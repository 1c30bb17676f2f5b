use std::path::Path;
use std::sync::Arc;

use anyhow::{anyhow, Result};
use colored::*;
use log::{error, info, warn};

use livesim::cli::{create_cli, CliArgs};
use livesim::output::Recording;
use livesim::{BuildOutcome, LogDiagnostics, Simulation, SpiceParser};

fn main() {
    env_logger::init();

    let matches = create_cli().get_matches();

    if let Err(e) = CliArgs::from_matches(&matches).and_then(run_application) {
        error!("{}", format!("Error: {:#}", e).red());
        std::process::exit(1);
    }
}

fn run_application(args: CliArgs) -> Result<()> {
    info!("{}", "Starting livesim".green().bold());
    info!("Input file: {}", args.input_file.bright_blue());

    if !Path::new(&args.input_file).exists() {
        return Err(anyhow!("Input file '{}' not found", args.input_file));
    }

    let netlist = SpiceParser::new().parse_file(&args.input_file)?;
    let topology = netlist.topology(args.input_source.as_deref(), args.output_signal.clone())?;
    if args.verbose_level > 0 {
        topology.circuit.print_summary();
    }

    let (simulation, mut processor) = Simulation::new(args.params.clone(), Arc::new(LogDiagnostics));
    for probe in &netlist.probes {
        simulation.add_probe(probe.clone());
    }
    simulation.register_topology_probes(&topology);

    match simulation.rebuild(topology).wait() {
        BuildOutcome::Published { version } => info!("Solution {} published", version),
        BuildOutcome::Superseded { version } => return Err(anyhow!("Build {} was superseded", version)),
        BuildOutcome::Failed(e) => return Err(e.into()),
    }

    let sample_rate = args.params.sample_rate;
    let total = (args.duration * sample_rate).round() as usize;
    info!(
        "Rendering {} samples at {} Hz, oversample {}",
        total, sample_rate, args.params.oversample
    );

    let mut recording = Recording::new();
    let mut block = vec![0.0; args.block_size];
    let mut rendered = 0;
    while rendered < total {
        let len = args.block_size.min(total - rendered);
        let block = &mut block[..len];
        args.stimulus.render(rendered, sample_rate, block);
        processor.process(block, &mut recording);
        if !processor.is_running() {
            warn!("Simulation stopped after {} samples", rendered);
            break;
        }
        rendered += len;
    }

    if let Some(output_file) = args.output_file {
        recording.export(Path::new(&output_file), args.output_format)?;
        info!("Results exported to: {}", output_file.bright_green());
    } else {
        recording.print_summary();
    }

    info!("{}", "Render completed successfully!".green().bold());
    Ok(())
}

====

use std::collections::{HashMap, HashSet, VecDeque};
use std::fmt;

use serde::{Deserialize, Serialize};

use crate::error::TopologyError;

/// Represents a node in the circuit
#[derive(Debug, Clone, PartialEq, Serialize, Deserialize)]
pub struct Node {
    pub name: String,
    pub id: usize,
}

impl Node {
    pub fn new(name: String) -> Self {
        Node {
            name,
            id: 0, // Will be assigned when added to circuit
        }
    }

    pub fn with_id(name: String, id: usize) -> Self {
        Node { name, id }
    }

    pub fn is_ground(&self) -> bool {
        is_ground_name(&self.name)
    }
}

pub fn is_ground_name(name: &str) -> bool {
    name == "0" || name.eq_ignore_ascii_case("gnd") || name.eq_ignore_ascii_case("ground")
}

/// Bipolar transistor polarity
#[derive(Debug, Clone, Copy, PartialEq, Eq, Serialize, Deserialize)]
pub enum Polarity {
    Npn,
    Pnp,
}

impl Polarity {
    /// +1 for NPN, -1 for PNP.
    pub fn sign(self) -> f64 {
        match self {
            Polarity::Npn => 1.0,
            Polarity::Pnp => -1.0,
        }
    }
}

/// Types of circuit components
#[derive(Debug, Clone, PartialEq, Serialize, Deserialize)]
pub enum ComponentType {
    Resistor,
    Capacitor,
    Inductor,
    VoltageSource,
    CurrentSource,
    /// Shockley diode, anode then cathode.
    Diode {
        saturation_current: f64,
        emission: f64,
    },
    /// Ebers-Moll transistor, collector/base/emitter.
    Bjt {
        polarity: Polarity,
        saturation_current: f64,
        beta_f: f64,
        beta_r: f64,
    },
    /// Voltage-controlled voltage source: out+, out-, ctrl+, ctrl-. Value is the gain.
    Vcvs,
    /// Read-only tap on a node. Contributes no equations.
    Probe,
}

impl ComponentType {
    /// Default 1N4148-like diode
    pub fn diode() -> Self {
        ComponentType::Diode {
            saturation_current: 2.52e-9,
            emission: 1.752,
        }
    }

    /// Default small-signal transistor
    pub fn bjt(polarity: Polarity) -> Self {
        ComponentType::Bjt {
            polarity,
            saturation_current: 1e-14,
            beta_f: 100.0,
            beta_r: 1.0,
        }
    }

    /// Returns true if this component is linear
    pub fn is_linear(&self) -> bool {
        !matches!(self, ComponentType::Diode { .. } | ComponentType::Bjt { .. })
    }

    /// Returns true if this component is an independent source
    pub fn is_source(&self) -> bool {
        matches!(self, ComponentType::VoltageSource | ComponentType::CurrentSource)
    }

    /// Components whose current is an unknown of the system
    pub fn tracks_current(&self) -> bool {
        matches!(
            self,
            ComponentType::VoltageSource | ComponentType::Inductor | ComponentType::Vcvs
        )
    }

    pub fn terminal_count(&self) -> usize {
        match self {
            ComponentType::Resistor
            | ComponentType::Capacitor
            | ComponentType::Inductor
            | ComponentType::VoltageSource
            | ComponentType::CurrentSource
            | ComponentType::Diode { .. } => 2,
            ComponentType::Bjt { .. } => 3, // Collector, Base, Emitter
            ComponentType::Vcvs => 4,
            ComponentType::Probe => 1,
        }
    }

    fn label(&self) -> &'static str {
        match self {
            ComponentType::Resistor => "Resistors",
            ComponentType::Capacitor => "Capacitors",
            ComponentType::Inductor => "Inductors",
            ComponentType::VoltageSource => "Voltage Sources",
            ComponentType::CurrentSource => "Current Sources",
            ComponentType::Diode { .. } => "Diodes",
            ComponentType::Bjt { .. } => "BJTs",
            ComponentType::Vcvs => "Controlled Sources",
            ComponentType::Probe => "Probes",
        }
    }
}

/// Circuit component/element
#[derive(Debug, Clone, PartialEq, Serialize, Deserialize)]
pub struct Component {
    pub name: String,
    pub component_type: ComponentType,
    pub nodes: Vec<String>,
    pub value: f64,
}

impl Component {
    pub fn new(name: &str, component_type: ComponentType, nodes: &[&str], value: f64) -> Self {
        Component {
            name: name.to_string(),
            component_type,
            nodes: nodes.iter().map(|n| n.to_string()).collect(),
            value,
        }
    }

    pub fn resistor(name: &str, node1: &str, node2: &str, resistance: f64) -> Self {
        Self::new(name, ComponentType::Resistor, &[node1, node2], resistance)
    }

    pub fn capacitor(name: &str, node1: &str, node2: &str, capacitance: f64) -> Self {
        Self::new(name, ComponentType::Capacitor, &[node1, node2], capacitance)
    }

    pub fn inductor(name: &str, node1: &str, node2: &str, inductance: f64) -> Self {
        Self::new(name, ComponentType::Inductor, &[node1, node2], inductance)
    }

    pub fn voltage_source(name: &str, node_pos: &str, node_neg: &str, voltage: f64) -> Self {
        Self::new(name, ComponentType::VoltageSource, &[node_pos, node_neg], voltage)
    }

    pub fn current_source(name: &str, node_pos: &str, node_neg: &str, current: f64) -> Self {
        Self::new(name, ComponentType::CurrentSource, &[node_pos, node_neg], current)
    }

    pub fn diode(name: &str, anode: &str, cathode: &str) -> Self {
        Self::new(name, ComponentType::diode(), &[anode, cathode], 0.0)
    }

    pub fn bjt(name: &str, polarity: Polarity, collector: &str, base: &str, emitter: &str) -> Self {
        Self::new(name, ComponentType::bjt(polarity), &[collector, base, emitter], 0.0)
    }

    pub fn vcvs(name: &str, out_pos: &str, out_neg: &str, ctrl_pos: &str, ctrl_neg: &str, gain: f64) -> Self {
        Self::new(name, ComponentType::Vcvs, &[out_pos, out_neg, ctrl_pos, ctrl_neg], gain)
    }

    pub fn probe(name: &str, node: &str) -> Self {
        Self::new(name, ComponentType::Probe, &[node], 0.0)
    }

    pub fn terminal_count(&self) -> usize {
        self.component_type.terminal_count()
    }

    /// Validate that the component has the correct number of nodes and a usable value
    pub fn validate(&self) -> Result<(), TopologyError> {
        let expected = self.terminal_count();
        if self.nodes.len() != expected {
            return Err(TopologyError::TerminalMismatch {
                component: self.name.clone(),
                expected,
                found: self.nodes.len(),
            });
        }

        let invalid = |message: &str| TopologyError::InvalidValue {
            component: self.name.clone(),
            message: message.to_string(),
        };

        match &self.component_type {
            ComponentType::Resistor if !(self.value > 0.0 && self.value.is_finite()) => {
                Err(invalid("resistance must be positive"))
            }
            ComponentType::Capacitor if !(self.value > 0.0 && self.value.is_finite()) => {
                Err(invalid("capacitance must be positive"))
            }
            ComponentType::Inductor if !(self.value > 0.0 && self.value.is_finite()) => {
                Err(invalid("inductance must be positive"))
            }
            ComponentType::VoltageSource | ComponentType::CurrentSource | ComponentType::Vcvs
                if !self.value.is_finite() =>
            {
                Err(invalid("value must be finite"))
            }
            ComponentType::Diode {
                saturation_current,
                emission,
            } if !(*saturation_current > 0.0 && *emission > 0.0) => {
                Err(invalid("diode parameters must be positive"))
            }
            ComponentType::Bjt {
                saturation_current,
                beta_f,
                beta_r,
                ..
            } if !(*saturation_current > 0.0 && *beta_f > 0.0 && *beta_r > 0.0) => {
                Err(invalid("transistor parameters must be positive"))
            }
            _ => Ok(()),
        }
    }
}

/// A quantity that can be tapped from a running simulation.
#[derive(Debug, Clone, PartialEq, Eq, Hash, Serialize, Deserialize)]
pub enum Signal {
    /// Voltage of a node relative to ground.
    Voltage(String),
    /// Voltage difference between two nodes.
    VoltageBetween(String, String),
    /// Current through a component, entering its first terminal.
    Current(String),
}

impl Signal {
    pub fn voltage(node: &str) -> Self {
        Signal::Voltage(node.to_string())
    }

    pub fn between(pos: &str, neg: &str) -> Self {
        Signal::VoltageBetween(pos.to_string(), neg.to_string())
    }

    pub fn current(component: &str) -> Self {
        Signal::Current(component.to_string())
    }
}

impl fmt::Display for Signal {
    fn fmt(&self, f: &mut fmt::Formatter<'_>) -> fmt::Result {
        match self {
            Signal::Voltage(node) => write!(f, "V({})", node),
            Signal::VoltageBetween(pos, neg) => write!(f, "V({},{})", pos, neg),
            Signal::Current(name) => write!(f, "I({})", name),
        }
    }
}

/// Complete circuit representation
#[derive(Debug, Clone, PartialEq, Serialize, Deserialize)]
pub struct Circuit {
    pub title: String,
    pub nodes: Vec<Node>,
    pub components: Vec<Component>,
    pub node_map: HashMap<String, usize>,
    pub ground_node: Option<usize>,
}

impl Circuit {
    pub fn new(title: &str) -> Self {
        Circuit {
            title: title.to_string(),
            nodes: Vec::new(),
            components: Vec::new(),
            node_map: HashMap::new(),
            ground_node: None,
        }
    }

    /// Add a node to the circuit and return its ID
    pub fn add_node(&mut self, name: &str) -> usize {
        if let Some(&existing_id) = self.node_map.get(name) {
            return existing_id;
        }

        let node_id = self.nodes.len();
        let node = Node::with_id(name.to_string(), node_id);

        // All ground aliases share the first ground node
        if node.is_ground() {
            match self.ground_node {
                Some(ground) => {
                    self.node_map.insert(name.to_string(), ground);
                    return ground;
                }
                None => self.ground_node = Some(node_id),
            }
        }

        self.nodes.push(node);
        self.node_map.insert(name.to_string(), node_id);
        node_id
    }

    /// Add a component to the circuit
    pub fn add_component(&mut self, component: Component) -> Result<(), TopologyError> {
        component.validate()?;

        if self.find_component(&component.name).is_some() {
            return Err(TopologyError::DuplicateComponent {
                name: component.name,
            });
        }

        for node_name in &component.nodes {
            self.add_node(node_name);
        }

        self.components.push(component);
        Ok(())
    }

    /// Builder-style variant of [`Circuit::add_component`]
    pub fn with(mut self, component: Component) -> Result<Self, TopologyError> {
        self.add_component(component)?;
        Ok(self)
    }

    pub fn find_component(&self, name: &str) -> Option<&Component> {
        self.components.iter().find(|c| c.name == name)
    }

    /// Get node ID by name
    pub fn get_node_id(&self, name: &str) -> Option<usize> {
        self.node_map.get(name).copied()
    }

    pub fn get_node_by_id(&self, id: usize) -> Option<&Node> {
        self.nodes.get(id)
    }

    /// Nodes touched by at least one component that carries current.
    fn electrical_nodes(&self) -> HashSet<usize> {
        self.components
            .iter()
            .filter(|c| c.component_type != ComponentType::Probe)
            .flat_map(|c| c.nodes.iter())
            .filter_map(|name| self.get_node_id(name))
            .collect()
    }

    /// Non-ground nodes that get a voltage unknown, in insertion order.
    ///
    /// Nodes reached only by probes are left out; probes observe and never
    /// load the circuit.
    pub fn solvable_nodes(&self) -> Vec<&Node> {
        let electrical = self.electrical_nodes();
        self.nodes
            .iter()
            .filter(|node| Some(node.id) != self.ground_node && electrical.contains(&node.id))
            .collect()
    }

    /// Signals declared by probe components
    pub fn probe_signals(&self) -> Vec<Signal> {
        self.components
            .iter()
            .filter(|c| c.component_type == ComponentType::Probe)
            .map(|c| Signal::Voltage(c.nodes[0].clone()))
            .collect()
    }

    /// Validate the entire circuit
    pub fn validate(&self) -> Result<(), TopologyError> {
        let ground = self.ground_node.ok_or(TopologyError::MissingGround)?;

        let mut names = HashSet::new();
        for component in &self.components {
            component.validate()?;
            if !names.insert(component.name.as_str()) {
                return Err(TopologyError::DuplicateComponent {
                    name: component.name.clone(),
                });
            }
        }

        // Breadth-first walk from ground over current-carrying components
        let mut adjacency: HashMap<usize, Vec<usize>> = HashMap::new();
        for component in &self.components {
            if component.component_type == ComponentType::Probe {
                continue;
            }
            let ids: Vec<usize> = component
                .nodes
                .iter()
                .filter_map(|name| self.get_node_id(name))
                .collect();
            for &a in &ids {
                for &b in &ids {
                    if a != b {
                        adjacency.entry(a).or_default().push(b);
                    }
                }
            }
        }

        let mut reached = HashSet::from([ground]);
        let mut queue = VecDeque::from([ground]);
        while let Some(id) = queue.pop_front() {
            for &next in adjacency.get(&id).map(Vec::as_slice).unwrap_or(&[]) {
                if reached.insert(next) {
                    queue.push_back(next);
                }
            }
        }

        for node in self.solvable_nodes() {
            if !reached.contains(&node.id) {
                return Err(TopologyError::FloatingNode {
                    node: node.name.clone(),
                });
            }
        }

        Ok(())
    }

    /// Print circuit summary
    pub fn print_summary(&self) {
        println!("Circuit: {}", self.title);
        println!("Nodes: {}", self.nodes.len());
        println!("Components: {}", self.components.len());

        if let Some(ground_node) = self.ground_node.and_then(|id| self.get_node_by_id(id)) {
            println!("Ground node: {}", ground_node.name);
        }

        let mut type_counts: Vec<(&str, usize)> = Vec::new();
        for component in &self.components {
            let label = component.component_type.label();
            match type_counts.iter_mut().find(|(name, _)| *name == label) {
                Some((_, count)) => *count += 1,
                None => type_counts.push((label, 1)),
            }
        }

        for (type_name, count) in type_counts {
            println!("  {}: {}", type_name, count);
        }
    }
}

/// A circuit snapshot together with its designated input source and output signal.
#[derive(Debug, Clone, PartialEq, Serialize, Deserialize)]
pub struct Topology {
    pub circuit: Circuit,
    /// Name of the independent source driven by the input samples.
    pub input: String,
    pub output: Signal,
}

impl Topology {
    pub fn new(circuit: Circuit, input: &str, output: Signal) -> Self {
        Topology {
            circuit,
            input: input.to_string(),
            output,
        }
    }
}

====

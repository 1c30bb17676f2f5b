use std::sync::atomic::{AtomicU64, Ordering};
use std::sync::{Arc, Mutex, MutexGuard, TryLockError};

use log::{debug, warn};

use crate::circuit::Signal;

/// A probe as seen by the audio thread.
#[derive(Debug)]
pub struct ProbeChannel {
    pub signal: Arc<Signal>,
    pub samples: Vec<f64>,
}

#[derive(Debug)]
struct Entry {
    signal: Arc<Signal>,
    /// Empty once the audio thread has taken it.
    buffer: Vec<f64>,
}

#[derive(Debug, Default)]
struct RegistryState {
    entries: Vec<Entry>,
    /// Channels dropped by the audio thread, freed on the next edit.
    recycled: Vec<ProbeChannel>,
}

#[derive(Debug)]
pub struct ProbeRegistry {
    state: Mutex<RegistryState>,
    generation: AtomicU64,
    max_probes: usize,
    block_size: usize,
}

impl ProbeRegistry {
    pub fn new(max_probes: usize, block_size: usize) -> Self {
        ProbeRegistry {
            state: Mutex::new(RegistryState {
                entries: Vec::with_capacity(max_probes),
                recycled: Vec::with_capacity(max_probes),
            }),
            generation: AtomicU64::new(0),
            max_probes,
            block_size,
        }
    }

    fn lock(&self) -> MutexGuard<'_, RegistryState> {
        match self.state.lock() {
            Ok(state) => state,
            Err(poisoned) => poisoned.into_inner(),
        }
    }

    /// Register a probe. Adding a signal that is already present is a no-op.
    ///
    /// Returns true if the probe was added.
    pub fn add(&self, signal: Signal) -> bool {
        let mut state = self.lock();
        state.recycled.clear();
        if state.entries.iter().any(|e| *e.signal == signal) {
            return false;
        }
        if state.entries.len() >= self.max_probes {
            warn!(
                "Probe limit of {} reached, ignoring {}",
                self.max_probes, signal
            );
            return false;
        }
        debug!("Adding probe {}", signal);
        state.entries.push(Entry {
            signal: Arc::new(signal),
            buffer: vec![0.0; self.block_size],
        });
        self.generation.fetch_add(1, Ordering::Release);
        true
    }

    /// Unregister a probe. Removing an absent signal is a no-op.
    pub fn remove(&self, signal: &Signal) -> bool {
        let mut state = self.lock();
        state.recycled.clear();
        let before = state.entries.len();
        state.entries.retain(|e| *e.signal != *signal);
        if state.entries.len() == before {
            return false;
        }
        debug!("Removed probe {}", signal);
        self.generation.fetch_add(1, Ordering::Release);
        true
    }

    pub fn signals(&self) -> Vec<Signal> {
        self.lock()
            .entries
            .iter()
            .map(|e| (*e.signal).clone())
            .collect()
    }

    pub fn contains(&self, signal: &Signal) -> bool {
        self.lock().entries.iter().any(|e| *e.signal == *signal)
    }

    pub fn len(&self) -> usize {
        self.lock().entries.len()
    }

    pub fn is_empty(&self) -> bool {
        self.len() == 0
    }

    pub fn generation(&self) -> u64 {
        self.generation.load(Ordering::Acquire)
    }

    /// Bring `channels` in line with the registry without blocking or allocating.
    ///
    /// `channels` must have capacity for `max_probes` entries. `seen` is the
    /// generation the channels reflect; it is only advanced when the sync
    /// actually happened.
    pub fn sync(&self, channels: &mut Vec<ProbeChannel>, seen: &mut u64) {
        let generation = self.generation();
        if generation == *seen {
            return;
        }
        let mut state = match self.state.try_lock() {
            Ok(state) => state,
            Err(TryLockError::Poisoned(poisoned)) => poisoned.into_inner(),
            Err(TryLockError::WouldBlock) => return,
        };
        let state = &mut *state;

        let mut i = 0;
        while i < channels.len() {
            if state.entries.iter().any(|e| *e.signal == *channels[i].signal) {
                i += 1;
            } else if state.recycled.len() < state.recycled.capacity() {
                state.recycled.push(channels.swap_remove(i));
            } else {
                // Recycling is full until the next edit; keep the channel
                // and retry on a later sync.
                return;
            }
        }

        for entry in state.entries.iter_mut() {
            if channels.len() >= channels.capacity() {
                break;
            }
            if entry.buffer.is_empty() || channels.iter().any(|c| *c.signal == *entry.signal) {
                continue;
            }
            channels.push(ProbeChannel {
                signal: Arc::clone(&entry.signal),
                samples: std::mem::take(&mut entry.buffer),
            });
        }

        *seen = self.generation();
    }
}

====

To do
Every line holding the word "true" should be copied out of the records above.

Task solution
    /// Returns true if this component is linear
    /// Returns true if this component is an independent source
    /// Returns true if the probe was added.
        true
        true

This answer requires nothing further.